Organizers and volunteers arrived at 7 a.m. to set up for the planned 9:30 a.m. start, but with vehicles already in line, they opened the distribution lines an hour early and kept it open through the noon closing time. Lines eased up by about 11 a.m. but picked up again in the final hour. No one counted, but organizers had 40,000 pounds of food on hand to distribute to about 1,500 families. Leftovers were repacked into the Connecticut Food Bank trucks for the next distribution site.
While designated as a drive-thru distribution, Shawn Fleck, 49, walked 35 to 40 minutes from his home in Greeneville pulling a small wagon. Police directed him to the front of the line so he wouldn't have to walk the parking lot perimeter with the vehicles.
"This helps me tremendously," Fleck, who is on disability, said about the food distribution. "You wouldn't even understand how much. I want to thank everybody for doing this."
Next Monday, the food distribution will run from 9 a.m. to noon, Mayor Peter Nystrom said.
Police and traffic volunteers directed drivers along the edge of the giant parking lot and back toward the front, where the line was split along the sides of the food stations in the center. Volunteers grabbed bags of apples at one station, bottles of vitamin water at another, half gallons of milk, packages of frozen ground turkey, bags of potatoes, cans of ravioli and soup, bags of lentils and rice and packages of fruit snacks at other stations. The food was placed directly into trunks, rear seats and hatches as the vehicles were directed to keep moving forward slowly.

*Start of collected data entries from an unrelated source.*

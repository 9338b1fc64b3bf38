//! The subscription lifecycle orchestrator.
//!
//! Four idempotent sweeps plus [`process_all`](LifecycleOrchestrator::process_all):
//!
//! - **renewals** and **trial conversions** create new debt (a fresh charge);
//! - **retries** and **cancellations** work off existing debt (dunning).
//!
//! Keeping them as independent sweeps means each can run on its own cadence
//! and be tested in isolation. Every sweep is selection + per-item pipeline:
//! re-read the record, resolve its price, materialize an invoice, charge,
//! apply one version-checked patch, emit events. The per-item pipeline runs
//! inside [`with_conflict_retry`]: losing an optimistic-concurrency race
//! causes a re-read, which typically shows the record already advanced and
//! turns the item into a no-op.
//!
//! A sweep never throws for an individual record. Declines are state
//! transitions, unresolvable prices are logged skips, and store/gateway
//! failures are counted as failed items; only a failing candidate query
//! aborts the sweep and propagates to the external scheduler.

use std::sync::Arc;

use chrono::{DateTime, Utc};
use serde::{Deserialize, Serialize};
use thiserror::Error;
use tracing::{debug, error, info, warn};

use rebill_core::{
    Currency, Price, Subscription, SubscriptionFilter, SubscriptionId, SubscriptionPatch,
    SubscriptionStatus, with_conflict_retry,
};
use rebill_events::{
    CanceledNonpayment, EnteredGracePeriod, EventDispatcher, LifecycleEvent, RenewalFailed,
    RetryFailed, RetrySucceeded, SubscriptionRenewed, TrialConversionFailed, TrialConverted,
};

use crate::config::BillingConfig;
use crate::ports::{
    BillingStore, ChargeType, GatewayError, InvoiceInput, PaymentGateway, PaymentMetadata,
    PaymentOutcome, PaymentRequest, StoreError,
};

/// Per-sweep result counts.
///
/// `processed` covers items that went through a charge/transition;
/// `skipped` tracks no-ops (unresolvable price, record advanced by a
/// concurrent sweep, not actually due on re-read) separately.
#[derive(Debug, Clone, Copy, Default, PartialEq, Eq, Serialize, Deserialize)]
pub struct SweepSummary {
    pub processed: u32,
    pub succeeded: u32,
    pub failed: u32,
    pub skipped: u32,
}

Drivers shouted, “thank you!” multiple times, and volunteers waved and returned greetings as they grabbed items for the next vehicles.

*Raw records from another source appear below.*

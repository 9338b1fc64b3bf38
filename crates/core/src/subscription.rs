//! Subscription entity and its lifecycle state machine.

use std::collections::HashMap;

use chrono::{DateTime, Duration, Months, Utc};
use serde::{Deserialize, Serialize};

use crate::error::{BillingError, BillingResult};
use crate::id::{CustomerId, PlanId, SubscriptionId};
use crate::provider::PaymentProvider;
use crate::version::VersionToken;

/// Billing cadence unit.
#[derive(Debug, Copy, Clone, PartialEq, Eq, Hash, Serialize, Deserialize)]
#[serde(rename_all = "snake_case")]
pub enum BillingInterval {
    Day,
    Week,
    Month,
    Year,
}

impl BillingInterval {
    /// Add `count` units of this interval to `from`.
    ///
    /// Month/year arithmetic clamps to the end of the target month
    /// (Jan 31 + 1 month = Feb 28/29).
    pub fn advance(self, from: DateTime<Utc>, count: u32) -> DateTime<Utc> {
        match self {
            BillingInterval::Day => from + Duration::days(i64::from(count)),
            BillingInterval::Week => from + Duration::weeks(i64::from(count)),
            BillingInterval::Month => from.checked_add_months(Months::new(count)).unwrap_or(from),
            BillingInterval::Year => from
                .checked_add_months(Months::new(count.saturating_mul(12)))
                .unwrap_or(from),
        }
    }
}

/// Subscription lifecycle status.
#[derive(Debug, Copy, Clone, PartialEq, Eq, Hash, Serialize, Deserialize)]
#[serde(rename_all = "snake_case")]
pub enum SubscriptionStatus {
    Trialing,
    Active,
    PastDue,
    Canceled,
    Paused,
}

impl SubscriptionStatus {
    pub fn is_terminal(&self) -> bool {
        matches!(self, SubscriptionStatus::Canceled)
    }

    /// Lifecycle transition table. Any edge not listed here is rejected.
    ///
    /// ```text
    /// trialing -> active      trial conversion succeeds
    /// trialing -> canceled    trial conversion fails
    /// active   -> active      renewal succeeds, period advances
    /// active   -> past_due    renewal fails, grace period starts
    /// past_due -> active      retry succeeds
    /// past_due -> canceled    grace period expires
    /// any      -> canceled    explicit cancellation
    /// ```
    pub fn can_transition_to(self, to: SubscriptionStatus) -> bool {
        use SubscriptionStatus::*;
        match (self, to) {
            (Canceled, _) => false,
            (_, Canceled) => true,
            (Trialing, Active) => true,
            (Active, Active) => true,
            (Active, PastDue) => true,
            (PastDue, Active) => true,
            _ => false,
        }
    }
}

impl core::fmt::Display for SubscriptionStatus {
    fn fmt(&self, f: &mut core::fmt::Formatter<'_>) -> core::fmt::Result {
        let s = match self {
            SubscriptionStatus::Trialing => "trialing",
            SubscriptionStatus::Active => "active",
            SubscriptionStatus::PastDue => "past_due",
            SubscriptionStatus::Canceled => "canceled",
            SubscriptionStatus::Paused => "paused",
        };
        f.write_str(s)
    }
}

/// Dunning sub-state, only meaningful while the subscription is `past_due`.
///
/// `retry_count` is non-decreasing within one grace period; the whole state
/// resets whenever the subscription leaves `past_due`.
#[derive(Debug, Clone, Default, PartialEq, Eq, Serialize, Deserialize)]
pub struct DunningState {
    pub grace_period_started_at: Option<DateTime<Utc>>,
    pub retry_count: u32,
    pub last_retry_at: Option<DateTime<Utc>>,
}

/// The unit the lifecycle orchestrator mutates.
///
/// All writes go through a store's version-checked update; `version` changes
/// on every successful write and is the only concurrency-control state.
#[derive(Debug, Clone, PartialEq, Serialize, Deserialize)]
pub struct Subscription {
    pub id: SubscriptionId,
    pub customer_id: CustomerId,
    pub plan_id: PlanId,

    pub status: SubscriptionStatus,
    pub interval: BillingInterval,
    pub interval_count: u32,
    pub quantity: u32,

    /// Half-open billing period; renewal is due once `now >= current_period_end`.
    pub current_period_start: DateTime<Utc>,
    pub current_period_end: DateTime<Utc>,

    pub trial_start: Option<DateTime<Utc>>,
    pub trial_end: Option<DateTime<Utc>>,

    pub cancel_at: Option<DateTime<Utc>>,
    pub canceled_at: Option<DateTime<Utc>>,
    pub cancel_at_period_end: bool,

    pub dunning: DunningState,

    /// External subscription ids, one per provider the record is mirrored to.
    #[serde(default)]
    pub provider_subscription_ids: HashMap<PaymentProvider, String>,

    /// Provider passthrough fields with no fixed schema. Lifecycle state never
    /// lives here.
    #[serde(default)]
    pub metadata: serde_json::Value,

    pub version: VersionToken,
    pub deleted_at: Option<DateTime<Utc>>,
    pub created_at: DateTime<Utc>,
    pub updated_at: DateTime<Utc>,
}

impl Subscription {
    /// Create an active subscription whose first period starts at `now`.
    pub fn new(
        customer_id: CustomerId,
        plan_id: PlanId,
        interval: BillingInterval,
        interval_count: u32,
        now: DateTime<Utc>,
    ) -> Self {
        Self {
            id: SubscriptionId::new(),
            customer_id,
            plan_id,
            status: SubscriptionStatus::Active,
            interval,
            interval_count,
            quantity: 1,
            current_period_start: now,
            current_period_end: interval.advance(now, interval_count),
            trial_start: None,
            trial_end: None,
            cancel_at: None,
            canceled_at: None,
            cancel_at_period_end: false,
            dunning: DunningState::default(),
            provider_subscription_ids: HashMap::new(),
            metadata: serde_json::Value::Null,
            version: VersionToken::new(),
            deleted_at: None,
            created_at: now,
            updated_at: now,
        }
    }

    pub fn with_quantity(mut self, quantity: u32) -> Self {
        self.quantity = quantity;
        self
    }

    /// Start the subscription in a trial instead of an active period.
    pub fn with_trial(mut self, trial_start: DateTime<Utc>, trial_end: Option<DateTime<Utc>>) -> Self {
        self.status = SubscriptionStatus::Trialing;
        self.trial_start = Some(trial_start);
        self.trial_end = trial_end;
        self
    }

    pub fn with_provider_ref(mut self, provider: PaymentProvider, external_id: impl Into<String>) -> Self {
        self.provider_subscription_ids.insert(provider, external_id.into());
        self
    }

    pub fn is_deleted(&self) -> bool {
        self.deleted_at.is_some()
    }

    /// Renewal is due once the current period has ended.
    pub fn renewal_due(&self, now: DateTime<Utc>) -> bool {
        self.status == SubscriptionStatus::Active
            && !self.is_deleted()
            && self.current_period_end <= now
    }

    /// Trial end, falling back to `trial_start + fallback_days` when the
    /// record carries no explicit end.
    pub fn effective_trial_end(&self, fallback_days: u32) -> Option<DateTime<Utc>> {
        self.trial_end
            .or_else(|| self.trial_start.map(|s| s + Duration::days(i64::from(fallback_days))))
    }

    pub fn trial_conversion_due(&self, now: DateTime<Utc>, fallback_days: u32) -> bool {
        self.status == SubscriptionStatus::Trialing
            && !self.is_deleted()
            && self
                .effective_trial_end(fallback_days)
                .is_some_and(|end| end <= now)
    }

    /// When the next dunning retry becomes due, if one is still allowed.
    ///
    /// `retry_intervals` holds day offsets indexed by retry count; the next
    /// attempt is anchored at the last retry, or at the start of the grace
    /// period when none has run yet.
    pub fn next_retry_due(&self, retry_intervals: &[u32]) -> Option<DateTime<Utc>> {
        if self.status != SubscriptionStatus::PastDue || self.is_deleted() {
            return None;
        }
        let interval_days = *retry_intervals.get(self.dunning.retry_count as usize)?;
        let anchor = self
            .dunning
            .last_retry_at
            .or(self.dunning.grace_period_started_at)?;
        Some(anchor + Duration::days(i64::from(interval_days)))
    }

    /// Whether the grace period has run out.
    pub fn grace_expired(&self, now: DateTime<Utc>, grace_period_days: u32) -> bool {
        self.status == SubscriptionStatus::PastDue
            && !self.is_deleted()
            && self
                .dunning
                .grace_period_started_at
                .is_some_and(|started| now - started > Duration::days(i64::from(grace_period_days)))
    }

    /// Apply a version-checked write's patch.
    ///
    /// Enforces the transition table and the dunning invariants, then rotates
    /// the version token. Stores call this under their own write lock after
    /// comparing the expected token.
    pub fn apply_patch(&mut self, patch: &SubscriptionPatch, now: DateTime<Utc>) -> BillingResult<()> {
        let was_past_due = self.status == SubscriptionStatus::PastDue;

        if let Some(to) = patch.status {
            if !self.status.can_transition_to(to) {
                return Err(BillingError::InvalidTransition {
                    from: self.status,
                    to,
                });
            }
        }

        let target_status = patch.status.unwrap_or(self.status);
        if target_status == SubscriptionStatus::PastDue {
            if let Some(count) = patch.retry_count {
                if was_past_due && count < self.dunning.retry_count {
                    return Err(BillingError::invariant(format!(
                        "retry_count may not decrease while past_due ({} -> {count})",
                        self.dunning.retry_count
                    )));
                }
            }
        }

        if let Some(status) = patch.status {
            self.status = status;
        }
        if let Some(start) = patch.current_period_start {
            self.current_period_start = start;
        }
        if let Some(end) = patch.current_period_end {
            self.current_period_end = end;
        }
        if let Some(cancel_at) = patch.cancel_at {
            self.cancel_at = Some(cancel_at);
        }
        if let Some(canceled_at) = patch.canceled_at {
            self.canceled_at = Some(canceled_at);
        }
        if let Some(flag) = patch.cancel_at_period_end {
            self.cancel_at_period_end = flag;
        }
        if let Some(started) = patch.grace_period_started_at {
            self.dunning.grace_period_started_at = Some(started);
        }
        if let Some(count) = patch.retry_count {
            self.dunning.retry_count = count;
        }
        if let Some(at) = patch.last_retry_at {
            self.dunning.last_retry_at = Some(at);
        }
        if let Some(deleted_at) = patch.deleted_at {
            self.deleted_at = Some(deleted_at);
        }

        // Dunning state is scoped to past_due; leaving the state resets it.
        if was_past_due && self.status != SubscriptionStatus::PastDue {
            self.dunning = DunningState::default();
        }

        self.updated_at = now;
        self.version = VersionToken::new();
        Ok(())
    }
}

/// Partial update applied through a version-checked write.
#[derive(Debug, Clone, Default, PartialEq, Serialize, Deserialize)]
pub struct SubscriptionPatch {
    pub status: Option<SubscriptionStatus>,
    pub current_period_start: Option<DateTime<Utc>>,
    pub current_period_end: Option<DateTime<Utc>>,
    pub cancel_at: Option<DateTime<Utc>>,
    pub canceled_at: Option<DateTime<Utc>>,
    pub cancel_at_period_end: Option<bool>,
    pub grace_period_started_at: Option<DateTime<Utc>>,
    pub retry_count: Option<u32>,
    pub last_retry_at: Option<DateTime<Utc>>,
    pub deleted_at: Option<DateTime<Utc>>,
}

/// Selection predicate for listing subscriptions.
///
/// Soft-deleted records are excluded unless `include_deleted` is set.
#[derive(Debug, Clone, Default, PartialEq, Serialize, Deserialize)]
pub struct SubscriptionFilter {
    pub status: Option<SubscriptionStatus>,
    /// Matches records whose `current_period_end` is at or before this instant.
    pub period_end_until: Option<DateTime<Utc>>,
    /// Matches records whose `trial_end` is at or before this instant.
    pub trial_end_until: Option<DateTime<Utc>>,
    pub customer_id: Option<CustomerId>,
    pub include_deleted: bool,
}

impl SubscriptionFilter {
    pub fn with_status(status: SubscriptionStatus) -> Self {
        Self {
            status: Some(status),
            ..Default::default()
        }
    }

    pub fn period_end_until(mut self, until: DateTime<Utc>) -> Self {
        self.period_end_until = Some(until);
        self
    }

    pub fn trial_end_until(mut self, until: DateTime<Utc>) -> Self {
        self.trial_end_until = Some(until);
        self
    }

    pub fn matches(&self, subscription: &Subscription) -> bool {
        if subscription.is_deleted() && !self.include_deleted {
            return false;
        }
        if let Some(status) = self.status {
            if subscription.status != status {
                return false;
            }
        }
        if let Some(until) = self.period_end_until {
            if subscription.current_period_end > until {
                return false;
            }
        }
        if let Some(until) = self.trial_end_until {
            match subscription.trial_end {
                Some(end) if end <= until => {}
                _ => return false,
            }
        }
        if let Some(customer_id) = self.customer_id {
            if subscription.customer_id != customer_id {
                return false;
            }
        }
        true
    }
}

“You’ve got a pretty buoyant crew here,” volunteer Mike Kennedy of Groton said.
Kennedy, who is retired, said he read a news story last week that the Norwich food distribution needed volunteers and responded.
“I had nothing to do, and they needed help,” he said.
Nystrom had put out a call for about 40 volunteers to run the 2 1/2-hour distribution, and about 45 signed up or showed up Monday. Some directed traffic, while others loaded cars, and a person at the final stop closed car doors or trunks to send recipients on their way. Anyone wishing to volunteer for future distributions in Norwich should call the city Human Services Department at (860) 823-3778 or the mayor’s office at (860) 823-3743.
Nystrom thanked Rodney Butler, chairman of the Mashantucket Pequot tribe, for allowing the food distribution at the Foxwoods lot. Nystrom said the parking lot might be difficult for some people to access, but it is the best location in the city for the weekly distribution. Nystrom said one driver was picking up food for four families who couldn’t get to the site, and volunteers loaded the vehicle with extra shares.
“This is fantastic,” said Jason Jakubowski, president and CEO of the merging Connecticut Food Bank/Foodshare. “I’m amazed at the number of volunteers.”
Jakubowski said it takes at least 30 volunteers to run an event such as Monday’s Norwich distribution. He thanked Norwich police, city government and private nonprofit agencies for helping to organize and staff the event.
Food Bank and Foodshare expanded their weekly food distributions to include New London on Fridays, from 2:30 to 4 p.m. at St. Mary’s Star of the Sea Church, 10 Huntington St., and Norwich this month and holds weekly distributions on Tuesdays at Rentschler Field in East Hartford and Thursdays in Norwalk.
Jakubowski said the organizations run additional smaller food distribution programs and have increased the supplies distributed to partner food pantries and programs. They also are looking for other possible sites.
"We're responding to the economic impact of the coronavirus," Jakubowski said. "So many people have been hurt."